Published by Thomas Hubert on 2010/5/21 (972 reads)
17 ministers and numerous experts met in Rome on May 17 to discuss crime-busting policies that reject the death penalty. Representatives for the Republic of Congo and Burkina Faso pledged their support for abolition.
The Community of Sant’Egidio, a World Coalition member organisation, organized the 5th international congress “No Justice without Life” in Rome on May 17. The event targeted justice ministers worldwide.
Thirty countries took part in the meeting, of which 17 sent their justice minister. Vice minister and supreme court judges also attended, as well as civil society representatives. “Congo-Brazzaville’s and Burkina Faso’s ministers of justice have declared publicly and committed themselves to accelerate the legislative process to abolish the death penalty,” said Sant’Egidio’s spokesman Mario Marazziti, who took part in the event. “I think that it is a piece of news and a promising one.
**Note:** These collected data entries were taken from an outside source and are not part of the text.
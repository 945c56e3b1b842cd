//! Runtime values.
//!
//! [`Value`] pairs a [`ValueKind`] with the "ignored" flag set by the
//! `ignored` builtin. Construct values through the factory methods
//! (`Value::int`, `Value::list`, ...); they always start un-ignored.

mod function;
mod native;
mod primitive;

use std::collections::BTreeMap;
use std::fmt;

pub use function::{Function, FunctionBody};
pub use native::{Builtin, NativeError, NativeFn};
pub use primitive::{unwrap, wrap, Primitive, WrapError};

use crate::Name;

/// The payload of a [`Value`].
#[derive(Clone, Debug, PartialEq, Default)]
pub enum ValueKind {
    /// No value. Produced by comments and by builtins with nothing to return.
    #[default]
    Unassigned,
    Str(String),
    Int(i64),
    Float(f64),
    /// An identifier that has not been resolved yet.
    Name(Name),
    Bool(bool),
    Function(Function),
    List(Vec<Value>),
    /// String-keyed mapping. Key order carries no meaning.
    Map(BTreeMap<String, Value>),
}

/// A runtime value.
#[derive(Clone, Debug, PartialEq, Default)]
pub struct Value {
    kind: ValueKind,
    /// Excluded from export when set.
    ignored: bool,
}

// Factory Methods

impl Value {
    #[inline]
    fn from_kind(kind: ValueKind) -> Self {
        Value {
            kind,
            ignored: false,
        }
    }

    pub fn unassigned() -> Self {
        Self::from_kind(ValueKind::Unassigned)
    }

    pub fn string(s: impl Into<String>) -> Self {
        Self::from_kind(ValueKind::Str(s.into()))
    }

    pub fn int(n: i64) -> Self {
        Self::from_kind(ValueKind::Int(n))
    }

    pub fn float(f: f64) -> Self {
        Self::from_kind(ValueKind::Float(f))
    }

    pub fn name(identifier: impl Into<Name>) -> Self {
        Self::from_kind(ValueKind::Name(identifier.into()))
    }

    pub fn bool(b: bool) -> Self {
        Self::from_kind(ValueKind::Bool(b))
    }

    pub fn function(f: Function) -> Self {
        Self::from_kind(ValueKind::Function(f))
    }

    pub fn list(items: Vec<Value>) -> Self {
        Self::from_kind(ValueKind::List(items))
    }

    pub fn map(entries: BTreeMap<String, Value>) -> Self {
        Self::from_kind(ValueKind::Map(entries))
    }
}

// Accessors

impl Value {
    #[inline]
    pub fn kind(&self) -> &ValueKind {
        &self.kind
    }

    /// Whether this value is excluded from export.
    #[inline]
    pub fn is_ignored(&self) -> bool {
        self.ignored
    }

    /// The same value, flagged as excluded from export.
    #[must_use]
    pub fn into_ignored(mut self) -> Self {
        self.ignored = true;
        self
    }

    pub fn is_unassigned(&self) -> bool {
        matches!(self.kind, ValueKind::Unassigned)
    }

    pub fn as_name(&self) -> Option<&Name> {
        match &self.kind {
            ValueKind::Name(name) => Some(name),
            _ => None,
        }
    }

    pub fn as_bool(&self) -> Option<bool> {
        match self.kind {
            ValueKind::Bool(b) => Some(b),
            _ => None,
        }
    }

    pub fn as_int(&self) -> Option<i64> {
        match self.kind {
            ValueKind::Int(n) => Some(n),
            _ => None,
        }
    }

    pub fn as_function(&self) -> Option<&Function> {
        match &self.kind {
            ValueKind::Function(f) => Some(f),
            _ => None,
        }
    }

    /// Type name used in error messages.
    pub fn type_name(&self) -> &'static str {
        match &self.kind {
            ValueKind::Unassigned => "unassigned",
            ValueKind::Str(_) => "string",
            ValueKind::Int(_) => "integer",
            ValueKind::Float(_) => "float",
            ValueKind::Name(_) => "name",
            ValueKind::Bool(_) => "boolean",
            ValueKind::Function(_) => "function",
            ValueKind::List(_) => "list",
            ValueKind::Map(_) => "map",
        }
    }
}

impl From<ValueKind> for Value {
    fn from(kind: ValueKind) -> Self {
        Value::from_kind(kind)
    }
}

impl fmt::Display for Value {
    fn fmt(&self, f: &mut fmt::Formatter<'_>) -> fmt::Result {
        match &self.kind {
            ValueKind::Unassigned => f.write_str("<unassigned>"),
            ValueKind::Str(s) => write!(f, "{s:?}"),
            ValueKind::Int(n) => write!(f, "{n}"),
            ValueKind::Float(x) => write!(f, "{x:?}"),
            ValueKind::Name(name) => write!(f, "{name}"),
            ValueKind::Bool(b) => write!(f, "{b}"),
            ValueKind::Function(func) => write!(f, "<function {}>", func.name()),
            ValueKind::List(items) => {
                f.write_str("(list")?;
                for item in items {
                    write!(f, " {item}")?;
                }
                f.write_str(")")
            }
            ValueKind::Map(entries) => {
                f.write_str("(mapping")?;
                for (key, value) in entries {
                    write!(f, " {key:?} {value}")?;
                }
                f.write_str(")")
            }
        }
    }
}
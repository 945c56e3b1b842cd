//! The handoff from an environment to output writers.

use std::collections::BTreeMap;

use fig_ir::{unwrap, Environment, Primitive};
use fig_stdlib::is_constant;

/// Bindings worth writing out, as primitives.
///
/// Drops the standard library's constants, values flagged as ignored, and
/// anything with no primitive form (functions, names, unassigned values).
pub fn export(env: &Environment) -> BTreeMap<String, Primitive> {
    env.iter()
        .filter(|(name, value)| !value.is_ignored() && !is_constant(name))
        .filter_map(|(name, value)| {
            let primitive = unwrap(value);
            (!primitive.is_nil()).then(|| (name.to_string(), primitive))
        })
        .collect()
}

#[cfg(test)]
mod tests;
Gabon had announced in 2007 and then did it after the same Conference; Gabon and Kazakhstan as well,” he added. Gianfranco Fini, president of the Italian Chamber of Deputies, and Rome Mayor Gianni Alemanno restated the Italian authorities’ commitment to the abolition of the death penalty at the global level. The death penalty is “remote from humanity” Angola’s Justice Minister Guilhermina Prata said that her country abolished the death penalty in 1992 after it became a multi-party state with the rule of law that enshrined the right to life in its constitution. “We could never have favoured capital punishment after 30 years of civil war, after seeing so many deaths,” she said. “That is why we support all initiatives and campaigns against the death penalty; that is why we will always defend life in our choices,” she added. The same message came from another continent: Uruguay abolished capital punishment in 1907 because it is exceedingly cruel and remote from each person’s natural humanity, said Jorge Omar Chediak Gonzalez, the president of Uruguay’s Supreme Court. Representatives from countries as varied as Mongolia, France or Cambodia, whether abolitionist nations or states that have made steps towards abolition, spoke in favour of a justice system that “fully supports life and creates more dignity for the future and for the world”, as stated by Mongolian President Tsakhiagin Elbedgorj. Sant’Egidio’s President Marco Impagliazzo encouraged all countries to follow the example of those that took part in the Rome conference. “Alternatives to the death penalty are possible. In all parts of the world, States can base their authority on the law,” he said.